A case report of takotsubo syndrome complicated by ischaemic stroke: the clinical dilemma of anticoagulation.
Takotsubo syndrome (TTS) is an acute and transient heart failure syndrome due to reversible myocardial dysfunction characterized by a wide spectrum of possible clinical scenarios. About one-fifth of TTS patients experience adverse in-hospital events. Thromboembolic complications, especially stroke, have been reported, albeit in a minority of patients. A 69-year-old woman presented to our emergency department for dyspnoea after a family quarrel. Electrocardiogram revealed ST-segment elevation in anterolateral leads and laboratory exams showed a slight elevation of high-sensitivity cardiac troponin. The patient was treated according to current guidelines on ST-elevation myocardial infarction and referred to the cath lab. Urgent coronary angiography revealed normal coronary arteries. Based on the patient profile and instrumental findings, a diagnosis of TTS was hypothesized. After 6 days, the patient developed dysarthria and right hemiparesis under therapy with aspirin, whilst low molecular weight heparin had been previously withdrawn. Transthoracic echocardiography (TTE) revealed persisting apical akinesia and a subtle intraventricular thrombus. Head computed tomography and magnetic resonance imaging detected focal areas of ischaemic necrosis resembling diffuse cardioembolic lesions. Anticoagulation therapy was started and regular TTE showed complete recovery of myocardial systolic function and absence of ventricular thrombi at 1-month follow-up. The patient fully recovered speech after 5 months.
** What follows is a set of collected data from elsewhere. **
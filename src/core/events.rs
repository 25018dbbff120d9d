//! Lifecycle event emission for bulkhead executions.
//!
//! Events are delivered to an injected [`EventSink`] with best-effort
//! semantics: a sink that errors or panics is logged and ignored, and never
//! changes the outcome of the execution that emitted the event.

use std::collections::VecDeque;
use std::time::Duration;

use parking_lot::Mutex;
use serde::{Deserialize, Serialize};

use super::pool::PoolStats;
use crate::util::clock::now_ms;

/// A lifecycle notification emitted while executing work through a bulkhead.
#[derive(Debug, Clone, Serialize, Deserialize)]
#[serde(tag = "event", rename_all = "snake_case")]
pub enum BulkheadEvent {
    /// A slot was acquired and the protected work is about to run.
    Acquired {
        /// Name of the emitting bulkhead.
        bulkhead: String,
        /// Pool snapshot taken at emission.
        stats: PoolStats,
        /// Wall-clock timestamp, milliseconds since epoch.
        at_ms: u64,
    },
    /// The protected work returned successfully.
    Completed {
        /// Name of the emitting bulkhead.
        bulkhead: String,
        /// Pool snapshot taken at emission.
        stats: PoolStats,
        /// Time spent executing the work.
        elapsed: Duration,
        /// Wall-clock timestamp, milliseconds since epoch.
        at_ms: u64,
    },
    /// The protected work failed; the original error is re-raised to the
    /// caller after this event.
    Failed {
        /// Name of the emitting bulkhead.
        bulkhead: String,
        /// Pool snapshot taken at emission.
        stats: PoolStats,
        /// Time spent executing the work.
        elapsed: Duration,
        /// The work's error, rendered for observability.
        error: String,
        /// Wall-clock timestamp, milliseconds since epoch.
        at_ms: u64,
    },
    /// The slot was returned to the pool.
    Released {
        /// Name of the emitting bulkhead.
        bulkhead: String,
        /// Pool snapshot taken at emission.
        stats: PoolStats,
        /// Wall-clock timestamp, milliseconds since epoch.
        at_ms: u64,
    },
}

impl BulkheadEvent {
    /// Build an `Acquired` event stamped with the current wall clock.
    pub fn acquired(bulkhead: impl Into<String>, stats: PoolStats) -> Self {
        Self::Acquired {
            bulkhead: bulkhead.into(),
            stats,
            at_ms: now_ms(),
        }
    }

    /// Build a `Completed` event stamped with the current wall clock.
    pub fn completed(bulkhead: impl Into<String>, stats: PoolStats, elapsed: Duration) -> Self {
        Self::Completed {
            bulkhead: bulkhead.into(),
            stats,
            elapsed,
            at_ms: now_ms(),
        }
    }

    /// Build a `Failed` event stamped with the current wall clock.
    pub fn failed(
        bulkhead: impl Into<String>,
        stats: PoolStats,
        elapsed: Duration,
        error: impl Into<String>,
    ) -> Self {
        Self::Failed {
            bulkhead: bulkhead.into(),
            stats,
            elapsed,
            error: error.into(),
            at_ms: now_ms(),
        }
    }

    /// Build a `Released` event stamped with the current wall clock.
    pub fn released(bulkhead: impl Into<String>, stats: PoolStats) -> Self {
        Self::Released {
            bulkhead: bulkhead.into(),
            stats,
            at_ms: now_ms(),
        }
    }

    /// Dotted event kind, e.g. `bulkhead.acquired`.
    pub const fn kind(&self) -> &'static str {
        match self {
            Self::Acquired { .. } => "bulkhead.acquired",
            Self::Completed { .. } => "bulkhead.completed",
            Self::Failed { .. } => "bulkhead.failed",
            Self::Released { .. } => "bulkhead.released",
        }
    }

    /// Name of the bulkhead that emitted this event.
    pub fn bulkhead(&self) -> &str {
        match self {
            Self::Acquired { bulkhead, .. }
            | Self::Completed { bulkhead, .. }
            | Self::Failed { bulkhead, .. }
            | Self::Released { bulkhead, .. } => bulkhead,
        }
    }
}

/// Sink for bulkhead lifecycle events.
///
/// Implementations may fail; the bulkhead discards sink errors after
/// logging them and never lets them reach the caller.
pub trait EventSink: Send + Sync {
    /// Record a single event.
    fn record(&self, event: &BulkheadEvent) -> anyhow::Result<()>;
}

/// In-memory event sink with a bounded buffer, for tests and development.
pub struct InMemoryEventSink {
    events: Mutex<VecDeque<BulkheadEvent>>,
    max_events: usize,
}

impl InMemoryEventSink {
    /// Create a sink retaining at most `max_events` (oldest dropped first).
    pub fn new(max_events: usize) -> Self {
        Self {
            events: Mutex::new(VecDeque::with_capacity(max_events)),
            max_events,
        }
    }

    /// Snapshot of the retained events, oldest first.
    pub fn events(&self) -> Vec<BulkheadEvent> {
        self.events.lock().iter().cloned().collect()
    }

    /// Event kinds in emission order, for compact assertions.
    pub fn kinds(&self) -> Vec<&'static str> {
        self.events.lock().iter().map(BulkheadEvent::kind).collect()
    }
}

impl EventSink for InMemoryEventSink {
    fn record(&self, event: &BulkheadEvent) -> anyhow::Result<()> {
        if self.max_events == 0 {
            return Ok(());
        }
        let mut events = self.events.lock();
        if events.len() >= self.max_events {
            events.pop_front();
        }
        events.push_back(event.clone());
        Ok(())
    }
}

#[cfg(test)]
mod tests {
    use super::*;

    #[test]
    fn kind_and_bulkhead_accessors() {
        let event = BulkheadEvent::acquired("db", PoolStats::default());
        assert_eq!(event.kind(), "bulkhead.acquired");
        assert_eq!(event.bulkhead(), "db");

        let event = BulkheadEvent::failed(
            "db",
            PoolStats::default(),
            Duration::from_millis(5),
            "boom",
        );
        assert_eq!(event.kind(), "bulkhead.failed");
    }

    #[test]
    fn in_memory_sink_is_bounded() {
        let sink = InMemoryEventSink::new(2);
        for _ in 0..3 {
            sink.record(&BulkheadEvent::released("x", PoolStats::default()))
                .unwrap();
        }
        assert_eq!(sink.events().len(), 2);
    }

    #[test]
    fn zero_capacity_sink_retains_nothing() {
        let sink = InMemoryEventSink::new(0);
        sink.record(&BulkheadEvent::released("x", PoolStats::default()))
            .unwrap();
        assert!(sink.events().is_empty());
    }

    #[test]
    fn events_serialize_with_snake_case_tags() {
        let event = BulkheadEvent::completed("db", PoolStats::default(), Duration::from_secs(1));
        let json = serde_json::to_string(&event).unwrap();
        assert!(json.contains("\"event\":\"completed\""));
        assert!(json.contains("\"bulkhead\":\"db\""));
    }
}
This challenging case reinforces current recommendations to administer antithrombotic therapy in TTS patients with extensive apical dysfunction up to complete or near-complete recovery of myocardial contractility, regardless of the presence of atrial fibrillation, and highlights the importance of close TTE monitoring during the acute phase.
as reported in: Iuliano G, Napoletano R, Vecchione C, Citro R. Eur Heart J Case Rep. 2021 Mar:5(3):ytab051. doi: 10.1093/ehjcr/ytab051.